Only a number is wanted here. Tally the lines of the data that contain "post".

··· Given data

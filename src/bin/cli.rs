//! Operator CLI
//!
//! Talks to a running router's admin API and renders deterministic
//! plaintext reports. Exit code 0 on success, non-zero on error.

use anyhow::{bail, Context};
use clap::{Parser, Subcommand};
use helmsman::ops::{self, DatalossReport, MetadataReport};

#[derive(Parser)]
#[command(name = "helmsman")]
#[command(about = "helmsman cluster operator CLI")]
#[command(version)]
struct Cli {
    /// Router admin API URL
    #[arg(long, default_value = "http://localhost:5000")]
    router: String,

    #[command(subcommand)]
    command: Commands,
}

#[derive(Subcommand)]
enum Commands {
    /// List unavailable repositories and their replica states
    Dataloss {
        /// Limit the report to one virtual storage
        #[arg(long)]
        virtual_storage: Option<String>,

        /// Also list repositories that are available but have
        /// out-of-date or unhealthy assigned replicas
        #[arg(long)]
        partially_unavailable: bool,
    },

    /// Show placement metadata for one repository
    Metadata {
        /// Repository id
        #[arg(long)]
        repository_id: Option<u64>,

        /// Virtual storage (requires --relative-path)
        #[arg(long)]
        virtual_storage: Option<String>,

        /// Relative path (requires --virtual-storage)
        #[arg(long)]
        relative_path: Option<String>,
    },

    /// Register a repository created outside the router
    TrackRepository {
        #[arg(long)]
        virtual_storage: String,

        /// Relative path of the repository
        #[arg(long)]
        repository: String,

        /// Storage whose copy is the source of truth
        #[arg(long)]
        authoritative_storage: String,
    },

    /// Remove a repository record and its replicas
    RemoveRepository {
        #[arg(long)]
        virtual_storage: String,

        /// Relative path of the repository
        #[arg(long)]
        repository: String,
    },

    /// Declare one replica's contents authoritative after dataloss
    AcceptDataloss {
        #[arg(long)]
        virtual_storage: String,

        /// Relative path of the repository
        #[arg(long)]
        repository: String,

        /// Storage whose copy is the source of truth
        #[arg(long)]
        authoritative_storage: String,
    },
}

#[tokio::main]
async fn main() -> anyhow::Result<()> {
    tracing_subscriber::fmt::init();

    let cli = Cli::parse();
    let client = reqwest::Client::new();

    match cli.command {
        Commands::Dataloss {
            virtual_storage,
            partially_unavailable,
        } => {
            let mut request = client
                .get(format!("{}/admin/dataloss", cli.router))
                .query(&[("partially_unavailable", partially_unavailable.to_string())]);
            if let Some(vs) = &virtual_storage {
                request = request.query(&[("virtual_storage", vs.as_str())]);
            }
            let reports: Vec<DatalossReport> = fetch(request).await?;
            print!("{}", ops::dataloss::render(&reports));
        }

        Commands::Metadata {
            repository_id,
            virtual_storage,
            relative_path,
        } => {
            let request = client.get(format!("{}/admin/metadata", cli.router));
            let request = match (repository_id, &virtual_storage, &relative_path) {
                (Some(_), Some(_), _) | (Some(_), _, Some(_)) => {
                    bail!("virtual storage and relative path can't be provided with a repository ID")
                }
                (Some(id), None, None) => {
                    request.query(&[("repository_id", id.to_string())])
                }
                (None, Some(vs), Some(path)) => request.query(&[
                    ("virtual_storage", vs.as_str()),
                    ("relative_path", path.as_str()),
                ]),
                (None, Some(_), None) => bail!("relative path is required with virtual storage"),
                (None, None, Some(_)) => bail!("virtual storage is required with relative path"),
                (None, None, None) => {
                    bail!("repository id or virtual storage and relative path required")
                }
            };
            let report: MetadataReport = fetch(request).await?;
            print!("{}", ops::metadata::render(&report));
        }

        Commands::TrackRepository {
            virtual_storage,
            repository,
            authoritative_storage,
        } => {
            let result: ops::track::TrackResult = fetch(
                client
                    .post(format!("{}/admin/track-repository", cli.router))
                    .json(&serde_json::json!({
                        "virtual_storage": virtual_storage,
                        "relative_path": repository,
                        "authoritative_storage": authoritative_storage,
                    })),
            )
            .await?;
            if result.created {
                println!("repository tracked with id {}", result.repository_id);
            } else {
                println!("repository already tracked with id {}", result.repository_id);
            }
        }

        Commands::RemoveRepository {
            virtual_storage,
            repository,
        } => {
            let result: ops::track::RemoveResult = fetch(
                client
                    .post(format!("{}/admin/remove-repository", cli.router))
                    .json(&serde_json::json!({
                        "virtual_storage": virtual_storage,
                        "relative_path": repository,
                    })),
            )
            .await?;
            println!(
                "repository {} removed, deletion queued on: {}",
                result.repository_id,
                result.storages.join(", ")
            );
        }

        Commands::AcceptDataloss {
            virtual_storage,
            repository,
            authoritative_storage,
        } => {
            let result: ops::track::AcceptResult = fetch(
                client
                    .post(format!("{}/admin/accept-dataloss", cli.router))
                    .json(&serde_json::json!({
                        "virtual_storage": virtual_storage,
                        "relative_path": repository,
                        "authoritative_storage": authoritative_storage,
                    })),
            )
            .await?;
            println!(
                "storage {} is now authoritative at generation {}",
                result.authoritative_storage, result.generation
            );
        }
    }

    Ok(())
}

async fn fetch<T: serde::de::DeserializeOwned>(request: reqwest::RequestBuilder) -> anyhow::Result<T> {
    let response = request.send().await.context("router unreachable")?;
    let status = response.status();
    if !status.is_success() {
        let detail = response.text().await.unwrap_or_default();
        bail!("router returned {}: {}", status, detail);
    }
    response.json().await.context("invalid router response")
}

······

**Answer box**
3